SOURCE RECORDS -
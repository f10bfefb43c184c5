//! Built-in analysis catalog.
//!
//! The report content is authored by hand and compiled into the binary;
//! nothing is fetched at runtime.

use ghdiscuss_shared::{Categories, Section, Topic};

// Section titles shared by every topic.
const CORE_PROBLEM: &str = "핵심 문제";
const SOLUTION_APPROACH: &str = "솔루션 접근법";
const USE_CASES: &str = "사용 사례";
const SYSTEM_ARCHITECTURE: &str = "시스템 아키텍처";
const TECH_STACK: &str = "기술 스택";
const CORE_COMPONENTS: &str = "핵심 구성요소";
const OVERALL_FLOW: &str = "전체 흐름";
const ASYNC_PROCESSING: &str = "비동기 처리";
const DATA_STRUCTURE: &str = "데이터 구조";
const DOC_STRUCTURE: &str = "문서 구조";
const DOC_PHILOSOPHY: &str = "문서화 철학";
const COMMUNITY_SUPPORT: &str = "커뮤니티 지원";

/// The fixed topic list, in report order.
pub fn builtin_topics() -> Vec<Topic> {
    vec![valdi(), react_19(), n8n()]
}

fn valdi() -> Topic {
    Topic {
        name: "Valdi".into(),
        stars: 13_434,
        category: "크로스플랫폼 UI 프레임워크".into(),
        categories: Categories {
            problem_definition: vec![
                Section::text(
                    CORE_PROBLEM,
                    "크로스플랫폼 개발에서 속도와 런타임 성능 사이의 트레이드오프. \
                     웹뷰 기반 프레임워크들은 네이티브 성능을 확보하지 못하고, JavaScript 브리지 의존으로 \
                     통신 오버헤드가 발생하며, 느린 컴파일 사이클로 개발 속도가 저하됩니다.",
                ),
                Section::text(
                    SOLUTION_APPROACH,
                    "TypeScript로 작성된 선언형 UI를 네이티브 뷰로 직접 컴파일하여 웹뷰나 JS 브리지 없이 \
                     진정한 네이티브 성능을 제공합니다. Snap의 프로덕션 앱에서 8년간 검증된 솔루션입니다.",
                ),
                Section::bullets(
                    USE_CASES,
                    [
                        "크로스플랫폼 모바일 앱 개발 (iOS, Android, macOS)",
                        "고성능이 요구되는 네이티브 앱 개발",
                        "빠른 프로토타입 및 Hot Reload를 통한 반복 개발",
                    ],
                ),
            ],
            architecture: vec![
                Section::code(
                    SYSTEM_ARCHITECTURE,
                    "User Interaction\n    ↓\nTypeScript Event Handlers\n    ↓\n\
                     Component State Update\n    ↓\nC++ Layout Engine\n    ↓\n\
                     Native View Update (Recycled)\n    ↓\nPlatform Rendering",
                ),
                Section::pairs(
                    TECH_STACK,
                    [
                        ("UI 선언", "TypeScript/TSX"),
                        ("Layout Engine", "C++ (메인 스레드 최적화)"),
                        ("Native Bindings", "Swift, Kotlin, Objective-C"),
                        ("Build System", "Valdi CLI + Bazel"),
                        ("개발 도구", "VSCode/Cursor extensions, Hermes Debugger"),
                    ],
                ),
                Section::bullets(
                    CORE_COMPONENTS,
                    [
                        "Automatic view recycling: 글로벌 뷰 풀링으로 인플레이션 지연시간 감소",
                        "Component-level rendering: 부모 재렌더링 없이 독립적 업데이트",
                        "Viewport-aware rendering: 보이는 뷰만 인플레이트",
                        "Optimized C++ layout: 메인 스레드에서 최소 마샬링 오버헤드",
                    ],
                ),
            ],
            data_flow: vec![
                Section::code(
                    OVERALL_FLOW,
                    "[1] Development: TSX → Valdi Compiler → Native Code + Bindings → Hot Reload\n\
                     [2] Runtime: User Action → TS Handlers → State Update → C++ Layout → Native View Update → Platform Render\n\
                     [3] Native Integration: TS ↔ Native API ↔ Type-safe Modules ↔ Protobuf Serialization",
                ),
                Section::text(
                    ASYNC_PROCESSING,
                    "Worker Thread Architecture를 통한 Background JS 실행. \
                     Main Thread ↔ Worker Threads 간 Message Passing 및 Native API 접근 지원.",
                ),
                Section::text(
                    DATA_STRUCTURE,
                    "Type-safe polyglot modules를 통한 양방향 콜백. Protobuf 직렬화로 효율적인 데이터 전송.",
                ),
            ],
            documentation: vec![
                Section::bullets(
                    DOC_STRUCTURE,
                    [
                        "Getting Started: Quick start, Installation, VSCode Setup, Codelabs",
                        "Core Concepts: Component lifecycle, Flexbox layout with RTL, Touch handling, State management",
                        "Advanced: Native bindings, Worker threads, Animations, Protobuf, Full-stack architecture",
                        "Development Workflow: Hot reload, Hermes debugger, Testing, Bazel build",
                        "Performance: View recycling, Profiling guide, Best practices",
                    ],
                ),
                Section::text(
                    DOC_PHILOSOPHY,
                    "실용적(실제 사용 사례 중심), 점진적(기본부터 고급까지), \
                     통합적(API 레퍼런스 + 예제), 커뮤니티 중심(Discord + FAQ)",
                ),
                Section::text(
                    COMMUNITY_SUPPORT,
                    "Discord 커뮤니티 지원, FAQ, 활발한 GitHub 이슈 트래킹",
                ),
            ],
        },
    }
}

fn react_19() -> Topic {
    Topic {
        name: "React 19".into(),
        stars: 234_000,
        category: "JavaScript UI 라이브러리".into(),
        categories: Categories {
            problem_definition: vec![
                Section::text(
                    CORE_PROBLEM,
                    "복잡한 UI 상호작용과 비동기 데이터 처리에서의 성능 및 사용자 경험 문제. \
                     기존 React는 동기적 렌더링으로 인한 블로킹, 복잡한 상태 관리, 서버 컴포넌트 부재 문제가 있었습니다.",
                ),
                Section::text(
                    SOLUTION_APPROACH,
                    "Concurrent Rendering을 통한 비동기 렌더링 개선, Server Components로 서버 측 렌더링 지원, \
                     Actions API로 폼 처리 간소화, use() Hook으로 비동기 데이터 처리 개선.",
                ),
                Section::bullets(
                    USE_CASES,
                    [
                        "대규모 SPA(Single Page Application) 개발",
                        "서버 사이드 렌더링이 필요한 성능 최적화",
                        "복잡한 상태 관리가 필요한 엔터프라이즈 앱",
                    ],
                ),
            ],
            architecture: vec![
                Section::code(
                    SYSTEM_ARCHITECTURE,
                    "User Action\n    ↓\nReact Component\n    ↓\nConcurrent Renderer (Fiber)\n    ↓\n\
                     Virtual DOM Reconciliation\n    ↓\nDOM Update (Batched)\n    ↓\nBrowser Rendering",
                ),
                Section::pairs(
                    TECH_STACK,
                    [
                        ("Core", "JavaScript/TypeScript"),
                        ("Rendering", "Fiber Architecture (Concurrent Mode)"),
                        ("Server", "React Server Components (RSC)"),
                        ("State", "useState, useReducer, Context API"),
                        ("Build", "Vite, Next.js, Create React App"),
                    ],
                ),
                Section::bullets(
                    CORE_COMPONENTS,
                    [
                        "Concurrent Rendering: 우선순위 기반 비동기 렌더링",
                        "Server Components: 서버 측에서 렌더링되는 컴포넌트",
                        "Actions: 폼 제출 및 데이터 변경 처리 간소화",
                        "use() Hook: Promise 및 Resource 직접 처리",
                    ],
                ),
            ],
            data_flow: vec![
                Section::code(
                    OVERALL_FLOW,
                    "Component Render → Virtual DOM 생성 → Reconciliation (차이 계산) → \
                     Commit Phase (DOM 업데이트) → Effects 실행",
                ),
                Section::text(
                    ASYNC_PROCESSING,
                    "Concurrent Mode로 렌더링 작업을 일시 중단하고 우선순위가 높은 작업을 먼저 처리. \
                     Suspense를 통한 비동기 데이터 로딩 처리.",
                ),
                Section::text(
                    DATA_STRUCTURE,
                    "Fiber 트리 구조로 컴포넌트 계층 표현. Virtual DOM으로 효율적인 DOM 업데이트.",
                ),
            ],
            documentation: vec![
                Section::bullets(
                    DOC_STRUCTURE,
                    [
                        "Getting Started: 설치, 기본 개념, 컴포넌트 작성",
                        "Hooks: useState, useEffect, useContext, useMemo, useCallback, use()",
                        "Advanced: Concurrent Features, Server Components, Actions",
                        "Performance: Memoization, Code Splitting, Lazy Loading",
                        "Best Practices: 설계 패턴, 테스팅, 디버깅",
                    ],
                ),
                Section::text(
                    DOC_PHILOSOPHY,
                    "단계별 학습 경로, 상세한 API 문서, 실제 예제 기반 설명, 커뮤니티 피드백 반영",
                ),
                Section::text(
                    COMMUNITY_SUPPORT,
                    "대규모 GitHub 커뮤니티, Stack Overflow, Discord, React Conf 컨퍼런스",
                ),
            ],
        },
    }
}

fn n8n() -> Topic {
    Topic {
        name: "n8n".into(),
        stars: 45_000,
        category: "워크플로우 자동화 플랫폼".into(),
        categories: Categories {
            problem_definition: vec![
                Section::text(
                    CORE_PROBLEM,
                    "비기술자도 복잡한 비즈니스 프로세스를 자동화할 수 있도록 하면서 \
                     개발자는 코드를 통한 확장 가능성을 유지해야 하는 문제. \
                     SaaS 자동화 툴의 비용과 데이터 프라이버시 문제.",
                ),
                Section::text(
                    SOLUTION_APPROACH,
                    "노드 기반 비주얼 워크플로우 에디터로 누구나 쉽게 사용 가능. \
                     350+ 통합 노드 제공, 자체 호스팅 가능, JavaScript/TypeScript로 커스텀 노드 작성 지원.",
                ),
                Section::bullets(
                    USE_CASES,
                    [
                        "API 통합 자동화 (Slack, Google Sheets, GitHub 등)",
                        "데이터 동기화 및 ETL 파이프라인",
                        "비즈니스 프로세스 자동화 (CRM, 마케팅, 판매)",
                    ],
                ),
            ],
            architecture: vec![
                Section::code(
                    SYSTEM_ARCHITECTURE,
                    "User (Visual Editor)\n    ↓\nWorkflow Definition (JSON)\n    ↓\nExecution Engine\n    ↓\n\
                     Node Execution (Sequential/Parallel)\n    ↓\nIntegrations (350+ Services)\n    ↓\nOutput/Webhook",
                ),
                Section::pairs(
                    TECH_STACK,
                    [
                        ("Backend", "Node.js, TypeScript, Express"),
                        ("Frontend", "Vue.js 3, TypeScript"),
                        ("Database", "SQLite, PostgreSQL, MySQL"),
                        ("Queue", "Bull (Redis-based)"),
                        ("Deployment", "Docker, Kubernetes, npm"),
                    ],
                ),
                Section::bullets(
                    CORE_COMPONENTS,
                    [
                        "Visual Workflow Editor: 드래그 앤 드롭 인터페이스",
                        "Execution Engine: 노드 기반 순차/병렬 실행",
                        "Integration Nodes: 350+ 서비스 통합",
                        "Custom Code: JavaScript/TypeScript 코드 노드",
                    ],
                ),
            ],
            data_flow: vec![
                Section::code(
                    OVERALL_FLOW,
                    "Workflow Trigger (Webhook/Schedule/Manual) → Node Queue → 순차 실행 → \
                     데이터 변환 → API 호출 → 결과 저장/전송",
                ),
                Section::text(
                    ASYNC_PROCESSING,
                    "Queue 기반 비동기 실행. Webhook 트리거 지원. 스케줄 기반 자동 실행. \
                     병렬 노드 실행 지원.",
                ),
                Section::text(
                    DATA_STRUCTURE,
                    "JSON 기반 워크플로우 정의. 노드 간 데이터 흐름은 Key-Value 쌍 구조.",
                ),
            ],
            documentation: vec![
                Section::bullets(
                    DOC_STRUCTURE,
                    [
                        "Getting Started: Installation, 첫 워크플로우 생성",
                        "Nodes: 각 통합 노드별 상세 가이드",
                        "Workflows: 패턴, 베스트 프랙티스, 예제",
                        "Development: 커스텀 노드 개발, API 문서",
                        "Deployment: Self-hosting, Cloud, Docker",
                    ],
                ),
                Section::text(
                    DOC_PHILOSOPHY,
                    "실용적 예제 중심, 상세한 노드 별 가이드, 커뮤니티 컨트리뷰션 활발",
                ),
                Section::text(
                    COMMUNITY_SUPPORT,
                    "활발한 Forum, Discord, GitHub Discussions, 커뮤니티 노드 파트너 프로그램",
                ),
            ],
        },
    }
}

YOUR INSTRUCTIONS -
Would you copy every line of the entries in which "Installation" appears?

TASK ANSWER -
                        "Getting Started: Quick start, Installation, VSCode Setup, Codelabs",
                        "Getting Started: Installation, 첫 워크플로우 생성",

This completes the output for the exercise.